Try it: Using the data below, output the first line and every line after it up to and including the line containing "const VERTEX_COLOR: &str", exactly as written and with nothing added.

Data shown:
□ □ □ □ □
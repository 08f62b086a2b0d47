use std::fmt::Write;

use crate::core::graph::GraphModel;
use crate::domain::model::CanvasSettings;
use crate::view::labels::DisplayBackground;

const PANEL_COLOR: &str = "#b27a7a";
const HIGHLIGHT_PANEL_COLOR: &str = "#c0c0c0";
const VERTEX_COLOR: &str = "#ffff00";
const VERTEX_SELECTED_COLOR: &str = "#ff3333";
const TEXT_COLOR: &str = "#000000";
const BAR_HEIGHT: i32 = 30;

fn escape_xml(text: &str) -> String {
    let mut escaped = String::with_capacity(text.len());
    for c in text.chars() {
        match c {
            '&' => escaped.push_str("&amp;"),
            '<' => escaped.push_str("&lt;"),
            '>' => escaped.push_str("&gt;"),
            '"' => escaped.push_str("&quot;"),
            '\'' => escaped.push_str("&apos;"),
            other => escaped.push(other),
        }
    }
    escaped
}

/// Renders the visualizer window (status bar, graph, display bar) as an SVG document.
pub struct SvgRenderer {
    canvas: CanvasSettings,
}

impl SvgRenderer {
    pub fn new(canvas: CanvasSettings) -> Self {
        Self { canvas }
    }

    pub fn render(
        &self,
        graph: &GraphModel,
        status_text: &str,
        display_text: &str,
        display_background: DisplayBackground,
    ) -> String {
        let width = self.canvas.width;
        let graph_height = self.canvas.graph_height();
        let total_height = graph_height + 2 * BAR_HEIGHT;
        let diameter = self.canvas.vertex_diameter;
        let mut svg = String::new();

        // write! into a String cannot fail
        let _ = writeln!(
            svg,
            r#"<svg xmlns="http://www.w3.org/2000/svg" width="{w}" height="{h}" viewBox="0 0 {w} {h}">"#,
            w = width,
            h = total_height
        );
        let _ = writeln!(
            svg,
            r#"  <rect name="Graph" x="0" y="0" width="{}" height="{}" fill="{}"/>"#,
            width, total_height, PANEL_COLOR
        );
        let _ = writeln!(
            svg,
            r#"  <text name="Mode" x="{}" y="{}" font-family="Arial" font-size="18" text-anchor="end" fill="{}">{}</text>"#,
            width - 5,
            BAR_HEIGHT - 8,
            TEXT_COLOR,
            escape_xml(status_text)
        );

        let _ = writeln!(svg, r#"  <g transform="translate(0,{})">"#, BAR_HEIGHT);
        // edges first so they end up underneath vertices and labels
        for edge in graph.edges() {
            let (Some(from), Some(to)) = (graph.vertex(edge.from), graph.vertex(edge.to)) else {
                continue;
            };
            let color = if edge.selected {
                VERTEX_SELECTED_COLOR
            } else {
                VERTEX_COLOR
            };
            let _ = writeln!(
                svg,
                r#"    <line name="{}" x1="{}" y1="{}" x2="{}" y2="{}" stroke="{}" stroke-width="{}"/>"#,
                escape_xml(&edge.name()),
                from.center.x,
                from.center.y,
                to.center.x,
                to.center.y,
                color,
                diameter / 10
            );
        }
        let label_font_size = diameter * 2 / 5;
        for edge in graph.edges() {
            if let Some(position) = graph.weight_label_position(edge) {
                let _ = writeln!(
                    svg,
                    r#"    <text name="{}" x="{}" y="{}" font-family="Arial" font-weight="bold" font-size="{}" fill="{}">{}</text>"#,
                    escape_xml(&edge.label_name()),
                    position.x,
                    position.y + label_font_size,
                    label_font_size,
                    VERTEX_COLOR,
                    edge.weight
                );
            }
        }
        let vertex_font_size = diameter * 4 / 5;
        for vertex in graph.vertices() {
            let fill = if vertex.selected {
                VERTEX_SELECTED_COLOR
            } else {
                VERTEX_COLOR
            };
            let _ = writeln!(
                svg,
                r#"    <circle name="{}" cx="{}" cy="{}" r="{}" fill="{}"/>"#,
                escape_xml(&vertex.name()),
                vertex.center.x,
                vertex.center.y,
                diameter / 2,
                fill
            );
            let _ = writeln!(
                svg,
                r#"    <text name="VertexLabel {}" x="{}" y="{}" font-family="Arial" font-weight="bold" font-size="{}" text-anchor="middle" dominant-baseline="central" fill="{}">{}</text>"#,
                escape_xml(&vertex.label.to_string()),
                vertex.center.x,
                vertex.center.y,
                vertex_font_size,
                PANEL_COLOR,
                escape_xml(&vertex.label.to_string())
            );
        }
        let _ = writeln!(svg, "  </g>");

        let display_color = match display_background {
            DisplayBackground::Panel => PANEL_COLOR,
            DisplayBackground::Highlighted => HIGHLIGHT_PANEL_COLOR,
        };
        let display_top = BAR_HEIGHT + graph_height;
        let _ = writeln!(
            svg,
            r#"  <rect x="0" y="{}" width="{}" height="{}" fill="{}"/>"#,
            display_top, width, BAR_HEIGHT, display_color
        );
        let _ = writeln!(
            svg,
            r#"  <text name="Display" x="{}" y="{}" font-family="Arial" font-size="18" text-anchor="middle" fill="{}">{}</text>"#,
            width / 2,
            display_top + BAR_HEIGHT - 8,
            TEXT_COLOR,
            escape_xml(display_text)
        );
        svg.push_str("</svg>\n");
        svg
    }
}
□ □ □ □ □
Output:
repository 08f62b086a2b0d47
use std::fmt::Write;

use crate::core::graph::GraphModel;
use crate::domain::model::CanvasSettings;
use crate::view::labels::DisplayBackground;

const PANEL_COLOR: &str = "#b27a7a";
const HIGHLIGHT_PANEL_COLOR: &str = "#c0c0c0";
const VERTEX_COLOR: &str = "#ffff00";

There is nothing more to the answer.